Why it's named first
Dhū al-wajhayn is the person who comes to one party with one face and to the opposing party with another face, agreeing with each side in private while contradicting himself between them. The Prophet ﷺ named the rank of this person directly: 'You will find the worst of people on the Day of Resurrection to be the dhū al-wajhayn, who comes to one group with one face and to another with another.' (Sahih al-Bukhari 6058, Sahih Muslim 2526, narrated by Abū Hurayrah.) 'The worst of people.' Not 'among the worst.' The worst.
In the Qur'an
Q 4:108: 'They try to hide themselves from people, but they cannot hide from God.
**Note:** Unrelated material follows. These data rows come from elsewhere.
//! Fixed-layout response records.
//!
//! All records are little-endian and are only ever decoded. Each one has a
//! `*Raw` layout read with `zerocopy` and a decoded, user-facing form.
//! Responses longer than the layout are accepted; shorter ones fail with
//! [`LinkError::ShortResponse`].

use crate::constants::*;
use crate::error::LinkError;
use std::fmt;
use zerocopy::byteorder::little_endian::{F32, I16, U16};
use zerocopy::{FromBytes, Immutable, IntoBytes, KnownLayout, Unaligned};

#[cfg(feature = "serde")]
use serde::{Deserialize, Serialize};

/// Read a fixed-layout record from the front of a response payload.
pub(crate) fn read_record<T: FromBytes>(payload: &[u8]) -> Result<T, LinkError> {
    T::read_from_prefix(payload)
        .map(|(record, _rest)| record)
        .map_err(|_| LinkError::ShortResponse {
            expected: size_of::<T>(),
            actual: payload.len(),
        })
}

/// Decode the brightness response (16-bit unsigned).
pub fn decode_brightness(payload: &[u8]) -> Result<u16, LinkError> {
    read_record::<U16>(payload).map(|v| v.get())
}

/// Magnetic-field vector as reported by the device's WMM computation (17 bytes)
#[derive(Debug, Clone, Copy, FromBytes, IntoBytes, KnownLayout, Immutable, Unaligned)]
#[repr(C)]
pub struct MagneticFieldRaw {
    pub success: u8,
    pub north: F32,     // nT
    pub east: F32,      // nT
    pub down: F32,      // nT
    pub magnitude: F32, // nT
}

#[derive(Debug, Clone, Copy, PartialEq)]
#[cfg_attr(feature = "serde", derive(Serialize, Deserialize))]
pub struct MagneticField {
    pub success: bool,
    pub north_nt: f32,
    pub east_nt: f32,
    pub down_nt: f32,
    pub magnitude_nt: f32,
}

impl From<MagneticFieldRaw> for MagneticField {
    fn from(raw: MagneticFieldRaw) -> Self {
        Self {
            success: raw.success != 0,
            north_nt: raw.north.get(),
            east_nt: raw.east.get(),
            down_nt: raw.down.get(),
            magnitude_nt: raw.magnitude.get(),
        }
    }
}

impl MagneticField {
    pub fn decode(payload: &[u8]) -> Result<Self, LinkError> {
        read_record::<MagneticFieldRaw>(payload).map(Self::from)
    }

    /// √(north² + east²)
    pub fn horizontal_intensity(&self) -> f32 {
        self.north_nt.hypot(self.east_nt)
    }

    /// Dip angle in degrees, positive when the field points below the horizon
    pub fn inclination_deg(&self) -> f32 {
        (-self.down_nt)
            .atan2(self.horizontal_intensity())
            .to_degrees()
    }

    /// Angle between true and magnetic north in degrees, positive to the east
    pub fn declination_deg(&self) -> f32 {
        self.east_nt.atan2(self.north_nt).to_degrees()
    }
}

impl fmt::Display for MagneticField {
    fn fmt(&self, f: &mut fmt::Formatter<'_>) -> fmt::Result {
        write!(
            f,
            "N: {:.1} nT, E: {:.1} nT, D: {:.1} nT, |B|: {:.1} nT, decl: {:.2}°, incl: {:.2}°",
            self.north_nt,
            self.east_nt,
            self.down_nt,
            self.magnitude_nt,
            self.declination_deg(),
            self.inclination_deg()
        )
    }
}

/// Sensor and display calibration blob (98 bytes)
///
/// Only the leading fields are decoded. Their order follows the device
/// documentation (flags, three-axis offsets and scales, two angles,
/// display offsets); the byte positions are assumed and the tail is
/// kept as `reserved`.
#[derive(Debug, Clone, Copy, FromBytes, IntoBytes, KnownLayout, Immutable, Unaligned)]
#[repr(C)]
pub struct CalibrationRaw {
    pub flags: u8,
    pub offset: [F32; 3], // x/y/z
    pub scale: [F32; 3],  // x/y/z
    pub azimuth_offset: F32,  // degrees
    pub altitude_offset: F32, // degrees
    // left x, left y, right x, right y, in display pixels
    pub display_offset: [I16; 4],
    pub reserved: [u8; 57],
}

const _: () = assert!(size_of::<CalibrationRaw>() == CALIBRATION_RECORD_SIZE);

#[derive(Debug, Clone, Copy, PartialEq)]
#[cfg_attr(feature = "serde", derive(Serialize, Deserialize))]
pub struct Calibration {
    pub flags: u8,
    pub offset: [f32; 3],
    pub scale: [f32; 3],
    pub azimuth_offset_deg: f32,
    pub altitude_offset_deg: f32,
    pub display_offset_left: (i16, i16),
    pub display_offset_right: (i16, i16),
}

impl From<CalibrationRaw> for Calibration {
    fn from(raw: CalibrationRaw) -> Self {
        let [lx, ly, rx, ry] = raw.display_offset.map(|v| v.get());
        Self {
            flags: raw.flags,
            offset: raw.offset.map(|v| v.get()),
            scale: raw.scale.map(|v| v.get()),
            azimuth_offset_deg: raw.azimuth_offset.get(),
            altitude_offset_deg: raw.altitude_offset.get(),
            display_offset_left: (lx, ly),
            display_offset_right: (rx, ry),
        }
    }
}

impl Calibration {
    pub fn decode(payload: &[u8]) -> Result<Self, LinkError> {
        read_record::<CalibrationRaw>(payload).map(Self::from)
    }
}

/// Size of the display and locale settings ahead of the device name.
pub const USER_SETTINGS_SIZE: usize = USER_CONFIG_RECORD_SIZE - DEVICE_NAME_SIZE;

/// Display and locale settings plus the device name (68 bytes)
///
/// The settings block has no confirmed field split and is carried as raw
/// bytes. The device name is the trailing 32-byte field.
#[derive(Debug, Clone, Copy, FromBytes, IntoBytes, KnownLayout, Immutable, Unaligned)]
#[repr(C)]
pub struct UserConfigRaw {
    pub settings: [u8; USER_SETTINGS_SIZE],
    pub device_name: [u8; DEVICE_NAME_SIZE],
}

const _: () = assert!(size_of::<UserConfigRaw>() == USER_CONFIG_RECORD_SIZE);

#[derive(Debug, Clone, PartialEq)]
#[cfg_attr(feature = "serde", derive(Serialize, Deserialize))]
pub struct UserConfig {
    pub settings: Vec<u8>,
    pub device_name: String,
}

impl From<UserConfigRaw> for UserConfig {
    fn from(raw: UserConfigRaw) -> Self {
        Self {
            settings: raw.settings.to_vec(),
            device_name: null_terminated(&raw.device_name),
        }
    }
}

impl UserConfig {
    pub fn decode(payload: &[u8]) -> Result<Self, LinkError> {
        read_record::<UserConfigRaw>(payload).map(Self::from)
    }
}

/// String up to the first null byte (or the whole field), decoded lossily as UTF-8.
pub(crate) fn null_terminated(field: &[u8]) -> String {
    let len = field.iter().position(|&b| b == 0).unwrap_or(field.len());
    String::from_utf8_lossy(&field[..len]).into_owned()
}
He is with them when they plot at night, saying things that do not please Him: He is fully aware of everything they do.' (Abdel Haleem.) The verse names the structural feature of dhū al-wajhayn: hidden plots, public faces, and Allah present in both.
In the Sunnah
The Prophet ﷺ said: 'Whoever has two faces in this world will have two tongues of fire on the Day of Resurrection.' (Sunan Abi Dawud 4873, classed sahih.) The image is precise: the same body, two organs of fire, a punishment matched to the structure of the sin.
The cure
1. Apply the 'in the room' test. Before saying something to one party, ask: would I say this if the other party were present?
2. When asked to weigh in on a dispute, default to encouraging direct conversation between the parties, not commentary about them in their absence.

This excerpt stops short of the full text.